Abstract
We report a case of apparent malaria infection presented with a syndrome of painless, generalized lymphadenopathy without granulomas shortly after exposure to fresh water in rural West Africa. Residual infection with Massilia timonae was diagnosed and successfully treated with co-trimoxazole.
CASE REPORT
A 52-year-old man, born in Nigeria and living in Belgium since 1996, was admitted to our hospital with a 7-day history of fever, myalgia, and lymphadenitis. The fever was intermittent, with spikes of fever following chills on alternating days. Two weeks earlier, he had returned from a 2-month visit to his family in Nigeria. He did not take any malaria prophylaxis and reported swimming in a lake outside Lagos. Once returned in Belgium, he continued his usual life as an unemployed person, spending most of his time indoors.

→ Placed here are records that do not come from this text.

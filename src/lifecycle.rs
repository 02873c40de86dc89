//! One test case: init, validate, apply + idempotency check, then destroy on
//! every exit path.

use std::path::PathBuf;
use std::time::{Duration, Instant};

use serde::Serialize;
use thiserror::Error;
use tracing::Instrument;

use crate::terraform::{Options, ResourceCount, Terraform, TerraformError};

#[derive(Debug, Clone, Copy, PartialEq, Eq, Serialize)]
#[serde(rename_all = "snake_case")]
pub enum Step {
    Init,
    Validate,
    /// Apply followed by an empty-plan check
    Apply,
    Destroy,
}

impl Step {
    /// Setup steps, in execution order. Destroy always follows.
    pub const SETUP: [Step; 3] = [Step::Init, Step::Validate, Step::Apply];

    pub fn as_str(&self) -> &'static str {
        match self {
            Step::Init => "init",
            Step::Validate => "validate",
            Step::Apply => "apply",
            Step::Destroy => "destroy",
        }
    }
}

impl std::fmt::Display for Step {
    fn fmt(&self, f: &mut std::fmt::Formatter<'_>) -> std::fmt::Result {
        f.write_str(self.as_str())
    }
}

#[derive(Debug, Clone, Copy, PartialEq, Eq, Serialize)]
#[serde(rename_all = "snake_case")]
pub enum StepStatus {
    Passed,
    Failed,
    Skipped,
}

#[derive(Debug, Clone, PartialEq, Serialize)]
pub struct StepOutcome {
    pub step: Step,
    pub status: StepStatus,
    #[serde(rename = "duration_ms", serialize_with = "as_millis")]
    pub duration: Duration,
    #[serde(skip_serializing_if = "Option::is_none")]
    pub resources: Option<ResourceCount>,
    #[serde(skip_serializing_if = "Option::is_none")]
    pub error: Option<String>,
}

impl StepOutcome {
    fn skipped(step: Step) -> Self {
        Self {
            step,
            status: StepStatus::Skipped,
            duration: Duration::ZERO,
            resources: None,
            error: None,
        }
    }
}

/// Everything that happened to one case.
#[derive(Debug, Serialize)]
pub struct LifecycleReport {
    pub name: String,
    pub dir: PathBuf,
    pub steps: Vec<StepOutcome>,
    #[serde(skip)]
    failure: Option<(Step, TerraformError)>,
    #[serde(skip)]
    teardown_failure: Option<TerraformError>,
}

impl LifecycleReport {
    pub fn passed(&self) -> bool {
        self.failure.is_none() && self.teardown_failure.is_none()
    }

    pub fn step(&self, step: Step) -> Option<&StepOutcome> {
        self.steps.iter().find(|outcome| outcome.step == step)
    }

    /// First failing setup step and its error.
    pub fn failure(&self) -> Option<(Step, &TerraformError)> {
        self.failure.as_ref().map(|(step, err)| (*step, err))
    }

    pub fn teardown_failure(&self) -> Option<&TerraformError> {
        self.teardown_failure.as_ref()
    }

    /// `Err` when any step, teardown included, failed.
    ///
    /// The setup failure stays the primary error; a teardown failure rides
    /// along in `LifecycleError::teardown`.
    pub fn into_result(mut self) -> Result<Self, LifecycleError> {
        let (step, source, teardown) = match (self.failure.take(), self.teardown_failure.take()) {
            (None, None) => return Ok(self),
            (Some((step, source)), teardown) => (step, source, teardown),
            (None, Some(source)) => (Step::Destroy, source, None),
        };

        Err(LifecycleError {
            case: self.name,
            step,
            source,
            teardown,
        })
    }
}

#[derive(Debug, Error)]
#[error("{case}: {step} failed: {source}{}", teardown_note(.teardown))]
pub struct LifecycleError {
    pub case: String,
    pub step: Step,
    #[source]
    pub source: TerraformError,
    pub teardown: Option<TerraformError>,
}

fn teardown_note(teardown: &Option<TerraformError>) -> String {
    match teardown {
        Some(err) => format!("\n(teardown also failed: {err})"),
        None => String::new(),
    }
}

fn as_millis<S: serde::Serializer>(value: &Duration, serializer: S) -> Result<S::Ok, S::Error> {
    serializer.serialize_u64(u64::try_from(value.as_millis()).unwrap_or(u64::MAX))
}

/// Drives one configuration directory through the full lifecycle.
#[derive(Debug, Clone, Default)]
pub struct LifecycleRunner {
    terraform: Terraform,
}

impl LifecycleRunner {
    pub fn new(terraform: Terraform) -> Self {
        Self { terraform }
    }

    pub async fn run(&self, name: &str, options: &Options) -> LifecycleReport {
        let span = tracing::info_span!(
            "case",
            case = name,
            dir = %options.terraform_dir.display()
        );
        self.run_steps(name, options).instrument(span).await
    }

    async fn run_steps(&self, name: &str, options: &Options) -> LifecycleReport {
        let mut steps = Vec::with_capacity(Step::SETUP.len() + 1);
        let mut failure = None;

        for step in Step::SETUP {
            if failure.is_some() {
                steps.push(StepOutcome::skipped(step));
                continue;
            }

            let (outcome, err) = self.timed(step, options).await;
            steps.push(outcome);
            if let Some(err) = err {
                failure = Some((step, err));
            }
        }

        // NOTE: destroy runs unconditionally, even after a failed init
        let (outcome, teardown_failure) = self.timed(Step::Destroy, options).await;
        steps.push(outcome);

        let report = LifecycleReport {
            name: name.to_string(),
            dir: options.terraform_dir.clone(),
            steps,
            failure,
            teardown_failure,
        };

        if report.passed() {
            tracing::info!("case passed");
        } else {
            tracing::error!(
                failed_step = ?report.failure().map(|(step, _)| step),
                teardown_failed = report.teardown_failure.is_some(),
                "case failed"
            );
        }

        report
    }

    async fn timed(&self, step: Step, options: &Options) -> (StepOutcome, Option<TerraformError>) {
        tracing::info!(%step, "starting step");
        let started = Instant::now();

        let result = match step {
            Step::Init => self.terraform.init(options).await,
            Step::Validate => self.terraform.validate(options).await,
            Step::Apply => self.terraform.apply_and_idempotent(options).await,
            Step::Destroy => self.terraform.destroy(options).await,
        };
        let duration = started.elapsed();

        match result {
            Ok(output) => {
                let resources = match step {
                    Step::Apply | Step::Destroy => ResourceCount::parse(&output),
                    Step::Init | Step::Validate => None,
                };
                let elapsed_ms = u64::try_from(duration.as_millis()).unwrap_or(u64::MAX);
                tracing::info!(%step, elapsed_ms, "step passed");
                let outcome = StepOutcome {
                    step,
                    status: StepStatus::Passed,
                    duration,
                    resources,
                    error: None,
                };
                (outcome, None)
            }
            Err(err) => {
                tracing::warn!(%step, error = %err, "step failed");
                let outcome = StepOutcome {
                    step,
                    status: StepStatus::Failed,
                    duration,
                    resources: None,
                    error: Some(err.to_string()),
                };
                (outcome, Some(err))
            }
        }
    }
}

His medical history revealed diabetes mellitus and previous malaria.
At the time of admission, the patient was conscious and alert; he had a temperature of 38.5°C, a pulse rate of 120 beats/min, and blood pressure of 120/80 mm Hg. Physical examination revealed multiple firm and nontender cervical, axillary, and inguinal lymphadenopathies, with a size up to 2 cm. Abdominal examination showed tenderness in the right upper quadrant. The rest of the physical examination was unremarkable.

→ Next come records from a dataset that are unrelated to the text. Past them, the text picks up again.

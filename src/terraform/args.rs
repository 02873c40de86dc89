use super::options::Options;

pub fn init_args(options: &Options) -> Vec<String> {
    let mut args = vec!["init".to_string(), format!("-upgrade={}", options.upgrade)];
    if options.reconfigure {
        args.push("-reconfigure".to_string());
    }
    for (key, value) in &options.backend_config {
        args.push(format!("-backend-config={key}={value}"));
    }
    finish(options, args)
}

pub fn validate_args(options: &Options) -> Vec<String> {
    finish(options, vec!["validate".to_string()])
}

pub fn apply_args(options: &Options) -> Vec<String> {
    let mut args = vec![
        "apply".to_string(),
        "-input=false".to_string(),
        "-auto-approve".to_string(),
    ];
    args.extend(common_args(options));
    finish(options, args)
}

pub fn plan_exit_code_args(options: &Options) -> Vec<String> {
    let mut args = vec![
        "plan".to_string(),
        "-input=false".to_string(),
        "-detailed-exitcode".to_string(),
    ];
    args.extend(common_args(options));
    finish(options, args)
}

pub fn destroy_args(options: &Options) -> Vec<String> {
    let mut args = vec![
        "destroy".to_string(),
        "-auto-approve".to_string(),
        "-input=false".to_string(),
    ];
    args.extend(common_args(options));
    finish(options, args)
}

pub fn output_args(options: &Options) -> Vec<String> {
    finish(options, vec!["output".to_string(), "-json".to_string()])
}

/// Variable, locking and targeting flags shared by apply, plan and destroy.
fn common_args(options: &Options) -> Vec<String> {
    let mut args = Vec::new();

    for (name, value) in &options.vars {
        args.push("-var".to_string());
        args.push(format!("{name}={}", var_value(value)));
    }
    for file in &options.var_files {
        args.push(format!("-var-file={}", file.display()));
    }

    args.push(format!("-lock={}", options.lock));
    if let Some(timeout) = &options.lock_timeout {
        args.push(format!("-lock-timeout={timeout}"));
    }
    if let Some(parallelism) = options.parallelism {
        args.push(format!("-parallelism={parallelism}"));
    }
    for target in &options.targets {
        args.push(format!("-target={target}"));
    }

    args
}

fn finish(options: &Options, mut args: Vec<String>) -> Vec<String> {
    if options.no_color {
        args.push("-no-color".to_string());
    }
    args
}

// NOTE: JSON arrays and objects are valid HCL expressions, strings are passed raw.
fn var_value(value: &serde_json::Value) -> String {
    match value {
        serde_json::Value::String(s) => s.clone(),
        serde_json::Value::Null => "null".to_string(),
        other => other.to_string(),
    }
}
use std::time::Duration;

use regex::Regex;

use super::error::CommandError;
use super::options::Options;
use super::runner::{CommandOutput, CommandRunner, Invocation};

/// Compiled form of the options' retry settings.
#[derive(Debug, Clone)]
pub struct RetryPolicy {
    patterns: Vec<(Regex, String)>,
    max_retries: u32,
    delay: Duration,
}

impl RetryPolicy {
    pub fn from_options(options: &Options) -> Result<Self, CommandError> {
        let patterns = options
            .retryable_errors
            .iter()
            .map(|(pattern, reason)| {
                Regex::new(pattern)
                    .map(|re| (re, reason.clone()))
                    .map_err(|e| CommandError::InvalidPattern {
                        pattern: pattern.clone(),
                        source: e,
                    })
            })
            .collect::<Result<Vec<_>, _>>()?;

        Ok(Self {
            patterns,
            max_retries: options.max_retries,
            delay: options.time_between_retries,
        })
    }

    pub fn max_attempts(&self) -> u32 {
        self.max_retries.saturating_add(1)
    }

    /// Reason attached to the first pattern matching `output`.
    pub fn retryable_reason(&self, output: &str) -> Option<&str> {
        self.patterns
            .iter()
            .find(|(re, _)| re.is_match(output))
            .map(|(_, reason)| reason.as_str())
    }
}

/// Runs `invocation` until it exits with an accepted code, retrying only on
/// output that matches a retryable pattern.
pub async fn run_with_retries<F>(
    runner: &dyn CommandRunner,
    invocation: &Invocation,
    policy: &RetryPolicy,
    accept: F,
) -> Result<CommandOutput, CommandError>
where
    F: Fn(i32) -> bool,
{
    let command = invocation.display_name();
    let mut attempt = 1u32;

    loop {
        let output = runner.run(invocation).await?;
        if accept(output.exit_code) {
            return Ok(output);
        }

        let combined = output.combined();
        let Some(reason) = policy.retryable_reason(&combined) else {
            return Err(CommandError::Failed {
                command,
                exit_code: output.exit_code,
                output: combined,
            });
        };

        if attempt >= policy.max_attempts() {
            return Err(CommandError::RetriesExhausted {
                command,
                attempts: attempt,
                reason: reason.to_string(),
                output: combined,
            });
        }

        tracing::warn!(
            command = %command,
            attempt,
            exit_code = output.exit_code,
            reason,
            delay_secs = policy.delay.as_secs(),
            "retryable error, retrying"
        );
        tokio::time::sleep(policy.delay).await;
        attempt += 1;
    }
}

Hematological investigations showed a hemoglobin level of 11.5 g/dl (reference values, 12.9 to 16.4 g/dl), a platelet count of 69 × 109/liter (reference values, 142 × 109 to 340 × 109/liter), and a total leukocyte count of 13.1 × 109/liter (reference values, 3.45 × 109 to 9.76 × 109/liter) with a normal differentiation. Biochemical investigations were normal, except for mildly elevated lactic dehydrogenase (LDH) (790 U/liter [reference values, 313 to 618 U/liter]) and elevated C-reactive protein (CRP) (30 mg/dl [reference value, <0.5 mg/dl]). A rapid diagnostic test (RDT) for malaria (BinaxNOW malaria test; Inverness Medical Binax, Inc., Scarborough, ME) was positive for Plasmodium falciparum protein antigen. According to the manufacturer, the overall sensitivity for P. falciparum of the BinaxNOW malaria test in an endemic population is 95.3% (95% confidence interval [CI], 93 to 97%) and the overall specificity for the same antigen is 99.8% (95% CI, 99 to 100%). Similar performance characteristics of the test were found in rounds 1 and 2 of the WHO RDT testing scheme (sensitivity, 100% in high-parasite density samples; specificity, 95%). Blood and urine cultures were sterile. Computed tomography scans were performed and showed diffuse lymphadenopathies with a diameter of 2 to 3 cm in the cervical, mediastinal, axillary, and pelvic regions. The liver and spleen were normal in size.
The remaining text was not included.